TASK DETAILS -
Every record is to be transcribed exactly as written.

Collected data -
━━━━━━━━━━━━━━━━━━━━━━━━━━━━━━
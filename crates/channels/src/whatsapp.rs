//! WhatsApp Cloud API: outbound sends and webhook payload parsing. Webhook
//! authenticity is an HMAC-SHA256 signature over the raw body (checked in
//! [`crate::verify`]).

use std::time::Duration;

use secrecy::{ExposeSecret, SecretString};
use serde::Deserialize;
use serde_json::json;
use uuid::Uuid;

use bookline_core::domain::message::{Channel, InboundMessage, MessageKind};

use crate::sender::{fit_to_limit, response_limit, ChannelError, ChannelSender};

pub const SIGNATURE_HEADER: &str = "x-hub-signature-256";

/// Quick-reply buttons are capped by the API; choices beyond the cap get
/// folded into the message body as a numbered list.
const MAX_BUTTONS: usize = 3;

pub struct WhatsAppSender {
    http: reqwest::Client,
    base_url: String,
    phone_number_id: String,
    api_key: SecretString,
}

impl WhatsAppSender {
    pub fn new(
        phone_number_id: impl Into<String>,
        api_key: SecretString,
        timeout: Duration,
    ) -> Result<Self, ChannelError> {
        let http = reqwest::Client::builder()
            .timeout(timeout)
            .build()
            .map_err(|error| ChannelError::Transport(error.to_string()))?;
        Ok(Self {
            http,
            base_url: "https://graph.facebook.com/v21.0".to_string(),
            phone_number_id: phone_number_id.into(),
            api_key,
        })
    }

    pub fn with_base_url(mut self, base_url: impl Into<String>) -> Self {
        self.base_url = base_url.into();
        self
    }

    async fn post(&self, payload: serde_json::Value) -> Result<(), ChannelError> {
        let url = format!("{}/{}/messages", self.base_url, self.phone_number_id);
        let response = self
            .http
            .post(url)
            .bearer_auth(self.api_key.expose_secret())
            .json(&payload)
            .send()
            .await
            .map_err(|error| ChannelError::Transport(error.to_string()))?;

        let status = response.status();
        if status.is_success() {
            return Ok(());
        }
        let detail = response.text().await.unwrap_or_default();
        match status.as_u16() {
            429 => Err(ChannelError::RateLimited { retry_after_secs: 1 }),
            400 | 403 => Err(ChannelError::Rejected(detail)),
            code => Err(ChannelError::Api { status: code, detail }),
        }
    }
}

#[async_trait::async_trait]
impl ChannelSender for WhatsAppSender {
    fn channel(&self) -> Channel {
        Channel::Whatsapp
    }

    async fn send_text(&self, destination: &str, body: &str) -> Result<(), ChannelError> {
        let body = fit_to_limit(body, response_limit(Channel::Whatsapp));
        self.post(json!({
            "messaging_product": "whatsapp",
            "to": destination,
            "type": "text",
            "text": { "body": body },
        }))
        .await
    }

    async fn send_quick_choices(
        &self,
        destination: &str,
        body: &str,
        choices: &[String],
    ) -> Result<(), ChannelError> {
        if choices.is_empty() || choices.len() > MAX_BUTTONS {
            let mut lines = vec![body.to_string()];
            for (index, choice) in choices.iter().enumerate() {
                lines.push(format!("{}. {choice}", index + 1));
            }
            return self.send_text(destination, &lines.join("\n")).await;
        }

        let buttons: Vec<serde_json::Value> = choices
            .iter()
            .enumerate()
            .map(|(index, choice)| {
                json!({
                    "type": "reply",
                    "reply": { "id": format!("choice-{index}"), "title": choice },
                })
            })
            .collect();
        let body = fit_to_limit(body, 1024);
        self.post(json!({
            "messaging_product": "whatsapp",
            "to": destination,
            "type": "interactive",
            "interactive": {
                "type": "button",
                "body": { "text": body },
                "action": { "buttons": buttons },
            },
        }))
        .await
    }

    async fn send_typing(&self, _destination: &str) -> Result<(), ChannelError> {
        // The Cloud API has no typing indicator.
        Ok(())
    }
}

#[derive(Debug, Deserialize)]
pub struct WebhookPayload {
    #[serde(default)]
    entry: Vec<Entry>,
}

#[derive(Debug, Deserialize)]
struct Entry {
    #[serde(default)]
    changes: Vec<Change>,
}

#[derive(Debug, Deserialize)]
struct Change {
    value: ChangeValue,
}

#[derive(Debug, Deserialize)]
struct ChangeValue {
    #[serde(default)]
    contacts: Vec<Contact>,
    #[serde(default)]
    messages: Vec<Message>,
}

#[derive(Debug, Deserialize)]
struct Contact {
    #[serde(default)]
    profile: Option<Profile>,
}

#[derive(Debug, Deserialize)]
struct Profile {
    name: String,
}

#[derive(Debug, Deserialize)]
struct Message {
    id: String,
    from: String,
    #[serde(rename = "type")]
    kind: String,
    #[serde(default)]
    text: Option<MessageText>,
    #[serde(default)]
    button: Option<ButtonReply>,
}

#[derive(Debug, Deserialize)]
struct MessageText {
    body: String,
}

#[derive(Debug, Deserialize)]
struct ButtonReply {
    text: String,
}

/// Flattens the webhook envelope into inbound messages. Statuses-only
/// deliveries produce an empty vec.
pub fn parse_webhook(payload: WebhookPayload) -> Vec<InboundMessage> {
    let mut inbound = Vec::new();
    for entry in payload.entry {
        for change in entry.changes {
            let sender_name = change
                .value
                .contacts
                .first()
                .and_then(|contact| contact.profile.as_ref())
                .map(|profile| profile.name.clone());

            for message in change.value.messages {
                let (kind, text) = match message.kind.as_str() {
                    "text" => (
                        MessageKind::Text,
                        message.text.map(|t| t.body).unwrap_or_default(),
                    ),
                    "button" => (
                        MessageKind::Text,
                        message.button.map(|b| b.text).unwrap_or_default(),
                    ),
                    "audio" | "voice" => (MessageKind::Voice, String::new()),
                    "sticker" => (MessageKind::Sticker, String::new()),
                    "image" => (MessageKind::Image, String::new()),
                    _ => continue,
                };

                inbound.push(InboundMessage {
                    channel: Channel::Whatsapp,
                    chat_id: message.from.clone(),
                    message_id: message.id,
                    timestamp: chrono::Utc::now(),
                    text,
                    kind,
                    sender_phone: Some(message.from),
                    sender_name: sender_name.clone(),
                    trace_id: Uuid::new_v4(),
                });
            }
        }
    }
    inbound
}

#[cfg(test)]
mod tests {
    use bookline_core::domain::message::MessageKind;

    use super::{parse_webhook, WebhookPayload};

    fn payload(json: serde_json::Value) -> WebhookPayload {
        serde_json::from_value(json).expect("payload json")
    }

    #[test]
    fn text_message_flattens_with_sender_identity() {
        let inbound = parse_webhook(payload(serde_json::json!({
            "entry": [{
                "changes": [{
                    "value": {
                        "contacts": [{ "profile": { "name": "Anna" } }],
                        "messages": [{
                            "id": "wamid.1",
                            "from": "79990001122",
                            "type": "text",
                            "text": { "body": "how much is salsa?" },
                        }],
                    }
                }]
            }]
        })));

        assert_eq!(inbound.len(), 1);
        assert_eq!(inbound[0].chat_id, "79990001122");
        assert_eq!(inbound[0].text, "how much is salsa?");
        assert_eq!(inbound[0].sender_phone.as_deref(), Some("79990001122"));
        assert_eq!(inbound[0].sender_name.as_deref(), Some("Anna"));
    }

    #[test]
    fn media_kinds_are_flagged_and_statuses_skipped() {
        let inbound = parse_webhook(payload(serde_json::json!({
            "entry": [{
                "changes": [{
                    "value": {
                        "messages": [
                            { "id": "wamid.2", "from": "79990001122", "type": "audio" },
                            { "id": "wamid.3", "from": "79990001122", "type": "reaction" },
                        ],
                    }
                }]
            }]
        })));

        assert_eq!(inbound.len(), 1);
        assert_eq!(inbound[0].kind, MessageKind::Voice);
    }

    #[test]
    fn statuses_only_delivery_is_empty() {
        assert!(parse_webhook(payload(serde_json::json!({ "entry": [] }))).is_empty());
    }
}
━━━━━━━━━━━━━━━━━━━━━━━━━━━━━━
WRITTEN ANSWER -
filename crates/channels/src/whatsapp.rs
//! WhatsApp Cloud API: outbound sends and webhook payload parsing. Webhook
//! authenticity is an HMAC-SHA256 signature over the raw body (checked in
//! [`crate::verify`]).

use std::time::Duration;

use secrecy::{ExposeSecret, SecretString};
use serde::Deserialize;
use serde_json::json;
use uuid::Uuid;

use bookline_core::domain::message::{Channel, InboundMessage, MessageKind};

use crate::sender::{fit_to_limit, response_limit, ChannelError, ChannelSender};

pub const SIGNATURE_HEADER: &str = "x-hub-signature-256";

/// Quick-reply buttons are capped by the API; choices beyond the cap get
/// folded into the message body as a numbered list.
const MAX_BUTTONS: usize = 3;

pub struct WhatsAppSender {
    http: reqwest::Client,
    base_url: String,
    phone_number_id: String,
    api_key: SecretString,
}

impl WhatsAppSender {
    pub fn new(
        phone_number_id: impl Into<String>,
        api_key: SecretString,
        timeout: Duration,
    ) -> Result<Self, ChannelError> {
        let http = reqwest::Client::builder()
            .timeout(timeout)
            .build()
            .map_err(|error| ChannelError::Transport(error.to_string()))?;
        Ok(Self {
            http,
            base_url: "https://graph.facebook.com/v21.0".to_string(),
            phone_number_id: phone_number_id.into(),
            api_key,
        })
    }

    pub fn with_base_url(mut self, base_url: impl Into<String>) -> Self {
        self.base_url = base_url.into();
        self
    }

    async fn post(&self, payload: serde_json::Value) -> Result<(), ChannelError> {
        let url = format!("{}/{}/messages", self.base_url, self.phone_number_id);
        let response = self
            .http
            .post(url)
            .bearer_auth(self.api_key.expose_secret())
            .json(&payload)
            .send()
            .await
            .map_err(|error| ChannelError::Transport(error.to_string()))?;

        let status = response.status();
        if status.is_success() {
            return Ok(());
        }
        let detail = response.text().await.unwrap_or_default();
        match status.as_u16() {
            429 => Err(ChannelError::RateLimited { retry_after_secs: 1 }),
            400 | 403 => Err(ChannelError::Rejected(detail)),
            code => Err(ChannelError::Api { status: code, detail }),
        }
    }
}

#[async_trait::async_trait]
impl ChannelSender for WhatsAppSender {
    fn channel(&self) -> Channel {
        Channel::Whatsapp
    }

    async fn send_text(&self, destination: &str, body: &str) -> Result<(), ChannelError> {
        let body = fit_to_limit(body, response_limit(Channel::Whatsapp));
        self.post(json!({
            "messaging_product": "whatsapp",
            "to": destination,
            "type": "text",
            "text": { "body": body },
        }))
        .await
    }

    async fn send_quick_choices(
        &self,
        destination: &str,
        body: &str,
        choices: &[String],
    ) -> Result<(), ChannelError> {
        if choices.is_empty() || choices.len() > MAX_BUTTONS {
            let mut lines = vec![body.to_string()];
            for (index, choice) in choices.iter().enumerate() {
                lines.push(format!("{}. {choice}", index + 1));
            }
            return self.send_text(destination, &lines.join("\n")).await;
        }

        let buttons: Vec<serde_json::Value> = choices
            .iter()
            .enumerate()
            .map(|(index, choice)| {
                json!({
                    "type": "reply",
                    "reply": { "id": format!("choice-{index}"), "title": choice },
                })
            })
            .collect();
        let body = fit_to_limit(body, 1024);
        self.post(json!({
            "messaging_product": "whatsapp",
            "to": destination,
            "type": "interactive",
            "interactive": {
                "type": "button",
                "body": { "text": body },
                "action": { "buttons": buttons },
            },
        }))
        .await
    }

    async fn send_typing(&self, _destination: &str) -> Result<(), ChannelError> {
        // The Cloud API has no typing indicator.
        Ok(())
    }
}

#[derive(Debug, Deserialize)]
pub struct WebhookPayload {
    #[serde(default)]
    entry: Vec<Entry>,
}

#[derive(Debug, Deserialize)]
struct Entry {
    #[serde(default)]
    changes: Vec<Change>,
}

#[derive(Debug, Deserialize)]
struct Change {
    value: ChangeValue,
}

#[derive(Debug, Deserialize)]
struct ChangeValue {
    #[serde(default)]
    contacts: Vec<Contact>,
    #[serde(default)]
    messages: Vec<Message>,
}

#[derive(Debug, Deserialize)]
struct Contact {
    #[serde(default)]
    profile: Option<Profile>,
}

#[derive(Debug, Deserialize)]
struct Profile {
    name: String,
}

#[derive(Debug, Deserialize)]
struct Message {
    id: String,
    from: String,
    #[serde(rename = "type")]
    kind: String,
    #[serde(default)]
    text: Option<MessageText>,
    #[serde(default)]
    button: Option<ButtonReply>,
}

#[derive(Debug, Deserialize)]
struct MessageText {
    body: String,
}

#[derive(Debug, Deserialize)]
struct ButtonReply {
    text: String,
}

/// Flattens the webhook envelope into inbound messages. Statuses-only
/// deliveries produce an empty vec.
pub fn parse_webhook(payload: WebhookPayload) -> Vec<InboundMessage> {
    let mut inbound = Vec::new();
    for entry in payload.entry {
        for change in entry.changes {
            let sender_name = change
                .value
                .contacts
                .first()
                .and_then(|contact| contact.profile.as_ref())
                .map(|profile| profile.name.clone());

            for message in change.value.messages {
                let (kind, text) = match message.kind.as_str() {
                    "text" => (
                        MessageKind::Text,
                        message.text.map(|t| t.body).unwrap_or_default(),
                    ),
                    "button" => (
                        MessageKind::Text,
                        message.button.map(|b| b.text).unwrap_or_default(),
                    ),
                    "audio" | "voice" => (MessageKind::Voice, String::new()),
                    "sticker" => (MessageKind::Sticker, String::new()),
                    "image" => (MessageKind::Image, String::new()),
                    _ => continue,
                };

                inbound.push(InboundMessage {
                    channel: Channel::Whatsapp,
                    chat_id: message.from.clone(),
                    message_id: message.id,
                    timestamp: chrono::Utc::now(),
                    text,
                    kind,
                    sender_phone: Some(message.from),
                    sender_name: sender_name.clone(),
                    trace_id: Uuid::new_v4(),
                });
            }
        }
    }
    inbound
}

#[cfg(test)]
mod tests {
    use bookline_core::domain::message::MessageKind;

    use super::{parse_webhook, WebhookPayload};

    fn payload(json: serde_json::Value) -> WebhookPayload {
        serde_json::from_value(json).expect("payload json")
    }

    #[test]
    fn text_message_flattens_with_sender_identity() {
        let inbound = parse_webhook(payload(serde_json::json!({
            "entry": [{
                "changes": [{
                    "value": {
                        "contacts": [{ "profile": { "name": "Anna" } }],
                        "messages": [{
                            "id": "wamid.1",
                            "from": "79990001122",
                            "type": "text",
                            "text": { "body": "how much is salsa?" },
                        }],
                    }
                }]
            }]
        })));

        assert_eq!(inbound.len(), 1);
        assert_eq!(inbound[0].chat_id, "79990001122");
        assert_eq!(inbound[0].text, "how much is salsa?");
        assert_eq!(inbound[0].sender_phone.as_deref(), Some("79990001122"));
        assert_eq!(inbound[0].sender_name.as_deref(), Some("Anna"));
    }

    #[test]
    fn media_kinds_are_flagged_and_statuses_skipped() {
        let inbound = parse_webhook(payload(serde_json::json!({
            "entry": [{
                "changes": [{
                    "value": {
                        "messages": [
                            { "id": "wamid.2", "from": "79990001122", "type": "audio" },
                            { "id": "wamid.3", "from": "79990001122", "type": "reaction" },
                        ],
                    }
                }]
            }]
        })));

        assert_eq!(inbound.len(), 1);
        assert_eq!(inbound[0].kind, MessageKind::Voice);
    }

    #[test]
    fn statuses_only_delivery_is_empty() {
        assert!(parse_webhook(payload(serde_json::json!({ "entry": [] }))).is_empty());
    }
}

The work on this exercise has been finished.